Exercise details> The answer should consist solely of the lines from the first one below through the line containing "use crate::errors::FieldOwnershipError;", copied exactly.

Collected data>

[Start of section]

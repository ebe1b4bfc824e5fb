//! The record type flowing between steps.

use serde::{Deserialize, Serialize};
use serde_json::Value;
use std::collections::BTreeMap;
use std::fmt;

use crate::errors::FieldOwnershipError;
use crate::utils::{normalize_url, short_digest};

/// Well-known derived field keys.
pub mod fields {
    /// Parsed listing price.
    pub const PRICE: &str = "price";
    /// ISO currency of [`PRICE`].
    pub const CURRENCY: &str = "currency";
    /// Host of the listing URL.
    pub const DOMAIN: &str = "domain";
    /// Detected page language.
    pub const LANGUAGE: &str = "language";
    /// Search volume of the term that found the record.
    pub const KEYWORD_VOLUME: &str = "keyword_volume";
    /// Related terms that found the record again.
    pub const RELATED_TERMS: &str = "related_terms";
    /// Result of the country filter.
    pub const COUNTRY_FILTER: &str = "country_filter";
    /// Result of the delivery-policy filter.
    pub const DELIVERY_POLICY: &str = "delivery_policy";
    /// Page-type label.
    pub const PAGE_TYPE: &str = "page_type";
    /// Blocked-content label.
    pub const BLOCKED_CONTENT: &str = "blocked_content";
    /// Relevance label.
    pub const RELEVANCE: &str = "relevance";
    /// Suspicion label.
    pub const SUSPICION: &str = "suspicion";
    /// Ranker composite score.
    pub const COMPOSITE_SCORE: &str = "composite_score";
    /// 1-based rank.
    pub const RANK: &str = "rank";

    /// Key under which a classifier stores the score for `label_field`.
    #[must_use]
    pub fn score_of(label_field: &str) -> String {
        format!("{label_field}_score")
    }
}

/// Stable identifier of a record, derived from its normalized URL.
#[derive(Debug, Clone, PartialEq, Eq, PartialOrd, Ord, Hash, Serialize, Deserialize)]
#[serde(transparent)]
pub struct RecordId(String);

impl RecordId {
    /// Derives the identifier for a normalized URL or image reference.
    #[must_use]
    pub fn derive(reference: &str) -> Self {
        Self(short_digest(reference))
    }

    /// Returns the identifier as a string slice.
    #[must_use]
    pub fn as_str(&self) -> &str {
        &self.0
    }
}

impl fmt::Display for RecordId {
    fn fmt(&self, f: &mut fmt::Formatter<'_>) -> fmt::Result {
        f.write_str(&self.0)
    }
}

/// Identifies the step (and its ordinal) writing to a record.
#[derive(Debug, Clone, PartialEq, Eq)]
pub struct StepStamp {
    /// Step identifier.
    pub step: String,
    /// Ordinal within the pipeline definition.
    pub ordinal: usize,
}

impl StepStamp {
    /// Creates a new stamp.
    #[must_use]
    pub fn new(step: impl Into<String>, ordinal: usize) -> Self {
        Self {
            step: step.into(),
            ordinal,
        }
    }
}

/// A derived value and the step that wrote it.
#[derive(Debug, Clone, PartialEq, Serialize, Deserialize)]
pub struct DerivedValue {
    /// The value.
    pub value: Value,
    /// Step that owns the field.
    pub step: String,
    /// Ordinal of that step.
    pub ordinal: usize,
    /// Model version, for classifier output.
    #[serde(default, skip_serializing_if = "Option::is_none")]
    pub model_version: Option<String>,
}

/// Whether a record still takes part in the pipeline.
#[derive(Debug, Clone, PartialEq, Eq, Default, Serialize, Deserialize)]
#[serde(tag = "state", rename_all = "snake_case")]
pub enum RecordStatus {
    /// Processed by every following step.
    #[default]
    Active,
    /// Removed by a filter. Kept for audit.
    Excluded {
        /// Filter step id.
        step: String,
        /// Filter ordinal.
        ordinal: usize,
        /// Why it was excluded.
        reason: String,
    },
    /// An external call for this record failed.
    Failed {
        /// Step id.
        step: String,
        /// Step ordinal.
        ordinal: usize,
        /// Error detail.
        error: String,
    },
}

/// One candidate listing plus everything later steps learned about it.
#[derive(Debug, Clone, PartialEq, Serialize, Deserialize)]
pub struct Record {
    id: RecordId,
    discovery_index: usize,
    query: String,
    source: String,
    url: String,
    original_url: String,
    #[serde(default)]
    raw: BTreeMap<String, Value>,
    #[serde(default)]
    derived: BTreeMap<String, DerivedValue>,
    #[serde(default)]
    status: RecordStatus,
}

impl Record {
    /// Mints a record for a discovered listing.
    ///
    /// The identifier is derived from the normalized URL. References that
    /// are not absolute URLs (image handles, for instance) are used verbatim.
    #[must_use]
    pub fn discovered(
        query: impl Into<String>,
        source: impl Into<String>,
        url: &str,
        discovery_index: usize,
    ) -> Self {
        let normalized = normalize_url(url).unwrap_or_else(|| url.trim().to_string());
        Self {
            id: RecordId::derive(&normalized),
            discovery_index,
            query: query.into(),
            source: source.into(),
            url: normalized,
            original_url: url.to_string(),
            raw: BTreeMap::new(),
            derived: BTreeMap::new(),
            status: RecordStatus::Active,
        }
    }

    /// Adds a raw provider field.
    #[must_use]
    pub fn with_raw(mut self, key: impl Into<String>, value: Value) -> Self {
        self.raw.insert(key.into(), value);
        self
    }

    /// The immutable identifier.
    #[must_use]
    pub const fn id(&self) -> &RecordId {
        &self.id
    }

    /// Position in first-discovery order.
    #[must_use]
    pub const fn discovery_index(&self) -> usize {
        self.discovery_index
    }

    /// The query or keyword that found this record.
    #[must_use]
    pub fn query(&self) -> &str {
        &self.query
    }

    /// Name of the discovery source.
    #[must_use]
    pub fn source(&self) -> &str {
        &self.source
    }

    /// Normalized URL.
    #[must_use]
    pub fn url(&self) -> &str {
        &self.url
    }

    /// URL as the source reported it.
    #[must_use]
    pub fn original_url(&self) -> &str {
        &self.original_url
    }

    /// Provider-specific raw fields.
    #[must_use]
    pub const fn raw(&self) -> &BTreeMap<String, Value> {
        &self.raw
    }

    /// Mutable access to the raw fields.
    pub fn raw_mut(&mut self) -> &mut BTreeMap<String, Value> {
        &mut self.raw
    }

    /// Raw field as a string, if present and textual.
    #[must_use]
    pub fn raw_str(&self, key: &str) -> Option<&str> {
        self.raw.get(key).and_then(Value::as_str)
    }

    /// Value of a derived field.
    #[must_use]
    pub fn derived(&self, key: &str) -> Option<&Value> {
        self.derived.get(key).map(|d| &d.value)
    }

    /// Derived field with provenance.
    #[must_use]
    pub fn provenance(&self, key: &str) -> Option<&DerivedValue> {
        self.derived.get(key)
    }

    /// All derived fields, sorted by key.
    #[must_use]
    pub const fn derived_fields(&self) -> &BTreeMap<String, DerivedValue> {
        &self.derived
    }

    /// Writes a derived field on behalf of `stamp`.
    pub fn derive(
        &mut self,
        key: &str,
        value: Value,
        stamp: &StepStamp,
    ) -> Result<(), FieldOwnershipError> {
        self.write_derived(key, value, stamp, None)
    }

    /// Writes a derived field produced by a versioned model.
    pub fn derive_with_model(
        &mut self,
        key: &str,
        value: Value,
        stamp: &StepStamp,
        model_version: impl Into<String>,
    ) -> Result<(), FieldOwnershipError> {
        self.write_derived(key, value, stamp, Some(model_version.into()))
    }

    fn write_derived(
        &mut self,
        key: &str,
        value: Value,
        stamp: &StepStamp,
        model_version: Option<String>,
    ) -> Result<(), FieldOwnershipError> {
        if let Some(existing) = self.derived.get(key) {
            if existing.step != stamp.step {
                return Err(FieldOwnershipError {
                    field: key.to_string(),
                    owner: existing.step.clone(),
                    writer: stamp.step.clone(),
                });
            }
        }
        self.derived.insert(
            key.to_string(),
            DerivedValue {
                value,
                step: stamp.step.clone(),
                ordinal: stamp.ordinal,
                model_version,
            },
        );
        Ok(())
    }

    /// Current status.
    #[must_use]
    pub const fn status(&self) -> &RecordStatus {
        &self.status
    }

    /// Returns true if later steps should process this record.
    #[must_use]
    pub const fn is_active(&self) -> bool {
        matches!(self.status, RecordStatus::Active)
    }

    /// Returns true if a filter excluded this record.
    #[must_use]
    pub const fn is_excluded(&self) -> bool {
        matches!(self.status, RecordStatus::Excluded { .. })
    }

    /// Returns true if an external call for this record failed.
    #[must_use]
    pub const fn is_failed(&self) -> bool {
        matches!(self.status, RecordStatus::Failed { .. })
    }

    /// Flags the record as excluded by `stamp`.
    pub fn exclude(&mut self, stamp: &StepStamp, reason: impl Into<String>) {
        self.status = RecordStatus::Excluded {
            step: stamp.step.clone(),
            ordinal: stamp.ordinal,
            reason: reason.into(),
        };
    }

    /// Flags the record as failed by `stamp`.
    pub fn fail(&mut self, stamp: &StepStamp, error: impl Into<String>) {
        self.status = RecordStatus::Failed {
            step: stamp.step.clone(),
            ordinal: stamp.ordinal,
            error: error.into(),
        };
    }

    /// Returns true if an external call made by `step` failed for this record.
    #[must_use]
    pub fn failed_by(&self, step: &str) -> bool {
        matches!(&self.status, RecordStatus::Failed { step: s, .. } if s == step)
    }
}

[End of section]

Your solution>
repository ebe1b4bfc824e5fb
//! The record type flowing between steps.

use serde::{Deserialize, Serialize};
use serde_json::Value;
use std::collections::BTreeMap;
use std::fmt;

use crate::errors::FieldOwnershipError;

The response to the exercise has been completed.